Those pesky, overwrought headline composers were at it again in this article about an incident at the McKinley vault. There was an actual event, but no attempt to blow up the tomb. 

VANDALS AT CANTON

Guards at McKinley’s Tomb Attacked

WANTED TO BLOW IT UP

That is What is Generally Believed. Great Excitement.

Dastardly Plot at Canton

Attempt Was Made Last Night to Blow Up McKinley’s Tomb.
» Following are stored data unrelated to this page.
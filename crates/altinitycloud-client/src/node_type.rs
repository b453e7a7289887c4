//! Node type endpoints

use crate::client::AltinityCloudClient;
use crate::error::{AltinityCloudError, Result};
use crate::model::{ListResponse, MutationResponse, NodeType};
use reqwest::Method;

impl AltinityCloudClient {
    /// List all node types in an environment
    pub async fn list_node_types(&self, env_id: &str) -> Result<Vec<NodeType>> {
        let builder = self.request(Method::GET, &format!("/environment/{}/nodetypes", env_id));

        let response: ListResponse<NodeType> = self.send_json(builder, None).await?;
        Ok(response.data)
    }

    /// Find a node type by name
    ///
    /// Names are not guaranteed unique; the first match in list order wins.
    pub async fn get_node_type(&self, env_id: &str, name: &str) -> Result<Option<NodeType>> {
        let node_types = self.list_node_types(env_id).await?;
        Ok(node_types.into_iter().find(|nt| nt.name == name))
    }

    /// Create a node type in an environment
    pub async fn create_node_type(&self, env_id: &str, node_type: &NodeType) -> Result<NodeType> {
        let params = write_params(node_type)?;
        let builder = self
            .request(Method::POST, &format!("/environment/{}/nodetypes", env_id))
            .query(&params);

        tracing::info!("Creating node type {} in environment {}", node_type.name, env_id);
        let response: MutationResponse<NodeType> = self.send_json(builder, None).await?;
        tracing::debug!(
            "node type {} created: changed={}",
            response.data.id,
            response.metadata.changed
        );

        Ok(response.data)
    }

    /// Update a node type, resolving its id by name
    pub async fn update_node_type(&self, env_id: &str, node_type: &NodeType) -> Result<NodeType> {
        let existing = self.get_node_type(env_id, &node_type.name).await?.ok_or_else(|| {
            AltinityCloudError::NodeTypeNotFound {
                env_id: env_id.to_string(),
                name: node_type.name.clone(),
            }
        })?;

        let params = write_params(node_type)?;
        let builder = self
            .request(Method::POST, &format!("/nodetype/{}", existing.id))
            .query(&params);

        tracing::info!("Updating node type {} ({})", node_type.name, existing.id);
        let response: MutationResponse<NodeType> = self.send_json(builder, None).await?;
        tracing::debug!("node type {} updated: changed={}", existing.id, response.metadata.changed);

        Ok(response.data)
    }

    /// Delete a node type by id
    pub async fn delete_node_type(&self, id: &str) -> Result<()> {
        let builder = self.request(Method::DELETE, &format!("/nodetype/{}", id));

        tracing::info!("Deleting node type {}", id);
        self.send(builder, None).await?;
        Ok(())
    }
}

/// Query parameters shared by create and update
///
/// Required fields always come first and in a fixed order; optional ones are
/// only sent when non-empty.
fn write_params(node_type: &NodeType) -> Result<Vec<(&'static str, String)>> {
    let mut params = vec![
        ("name", node_type.name.clone()),
        ("scope", node_type.scope.clone()),
        ("code", node_type.code.clone()),
        ("storageClass", node_type.storage_class.clone()),
        ("cpu", node_type.cpu.clone()),
        ("memory", node_type.memory.clone()),
    ];

    if !node_type.pool.is_empty() {
        params.push(("pool", node_type.pool.clone()));
    }

    if let Some(node_selector) = node_type.node_selector.as_deref().filter(|s| !s.is_empty()) {
        params.push(("nodeSelector", node_selector.to_string()));
    }

    if !node_type.tolerations.is_empty() {
        let tolerations =
            serde_json::to_string(&node_type.tolerations).map_err(AltinityCloudError::Marshal)?;
        params.push(("tolerations", tolerations));
    }

    Ok(params)
}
Canton, O., Sept. 30 A strange story comes from Westlawn cemetery, where a company of regulars from Fort Wayne, Mich., is guarding the vault in which the body of the late President McKinley lies. It is to the effect that the guard on duty on top of the vault last night fired a shot at one man who refused to heed his challenge; that the shot was diverted by another man, who appeared from another direction, and that an effort was made to stab the guard.
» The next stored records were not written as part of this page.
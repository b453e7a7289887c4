//! Altinity.Cloud API client
//!
//! Thin wrapper around `reqwest::Client` that carries the API endpoint and
//! the `X-Auth-Token` used to authenticate every request.

use crate::error::{AltinityCloudError, Result};
use serde::de::DeserializeOwned;
use std::time::Duration;

/// Altinity.Cloud default API endpoint
pub const API_ENDPOINT: &str = "https://acm.altinity.cloud/api";

/// Header carrying the API token
pub const AUTH_HEADER: &str = "X-Auth-Token";

/// Connect + response timeout applied to every request
pub const REQUEST_TIMEOUT: Duration = Duration::from_secs(10);

/// Altinity.Cloud API client
#[derive(Debug, Clone)]
pub struct AltinityCloudClient {
    http: reqwest::Client,
    api_endpoint: String,
    api_token: String,
}

impl AltinityCloudClient {
    /// Create a new client
    ///
    /// A missing endpoint falls back to [`API_ENDPOINT`], a missing token to
    /// the empty string.
    pub fn new(endpoint: Option<String>, token: Option<String>) -> Result<Self> {
        let http = reqwest::Client::builder()
            .timeout(REQUEST_TIMEOUT)
            .build()
            .map_err(AltinityCloudError::ClientBuild)?;

        Ok(Self {
            http,
            api_endpoint: endpoint.unwrap_or_else(|| API_ENDPOINT.to_string()),
            api_token: token.unwrap_or_default(),
        })
    }

    /// Get the API endpoint
    pub fn api_endpoint(&self) -> &str {
        &self.api_endpoint
    }

    /// Get the default API token
    pub fn api_token(&self) -> &str {
        &self.api_token
    }

    pub(crate) fn url(&self, path: &str) -> String {
        format!("{}{}", self.api_endpoint, path)
    }

    pub(crate) fn request(&self, method: reqwest::Method, path: &str) -> reqwest::RequestBuilder {
        self.http.request(method, self.url(path))
    }

    /// Send a request and return the raw body of a `200 OK` response
    ///
    /// `auth_token` overrides the client's token for this call only.
    pub(crate) async fn send(
        &self,
        builder: reqwest::RequestBuilder,
        auth_token: Option<&str>,
    ) -> Result<String> {
        let token = auth_token.unwrap_or(&self.api_token);

        let request = builder
            .header(AUTH_HEADER, token)
            .build()
            .map_err(AltinityCloudError::RequestBuild)?;

        tracing::debug!("{} {}", request.method(), request.url().path());

        let response = self
            .http
            .execute(request)
            .await
            .map_err(AltinityCloudError::Transport)?;

        let status = response.status();
        let body = response
            .text()
            .await
            .map_err(AltinityCloudError::Transport)?;

        if status != reqwest::StatusCode::OK {
            tracing::debug!("request failed with status {}", status.as_u16());
            return Err(AltinityCloudError::ApiStatus {
                status: status.as_u16(),
                body,
            });
        }

        Ok(body)
    }

    /// Send a request and decode the JSON body
    pub(crate) async fn send_json<T: DeserializeOwned>(
        &self,
        builder: reqwest::RequestBuilder,
        auth_token: Option<&str>,
    ) -> Result<T> {
        let body = self.send(builder, auth_token).await?;
        serde_json::from_str(&body).map_err(AltinityCloudError::Decode)
    }
}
Private Deprend was on guard duty on top of the vault at a point commanding the entrance below and the approach from the rear. Shortly before 7:30 o’clock  he saw what he took to be the face of a man peering from behind a tree about forty feet from his post. He watched it for twenty minutes, he says, and at 7:45 o’clock saw the man hurry to a tree ten feet nearer. He challenged the man to halt, but this was not heeded, and the fellow approached nearer. Deprend levelled his gun and aimed to shoot for effect, but just at that instant, another man, who came toward him from the opposite side, caught the gun, threw it up, and the bullet spent in the air.

This same man struck Deprend on the right side of the abdomen with a knife or other sharp weapon, cutting an L-shaped gash in his overcoat an inch and a half long each way, and a smaller one in his blouse. The flesh was not broken, but was bruised under the cuts in the clothing. Deprend, in the struggle, fell and rolled down the side of the vault.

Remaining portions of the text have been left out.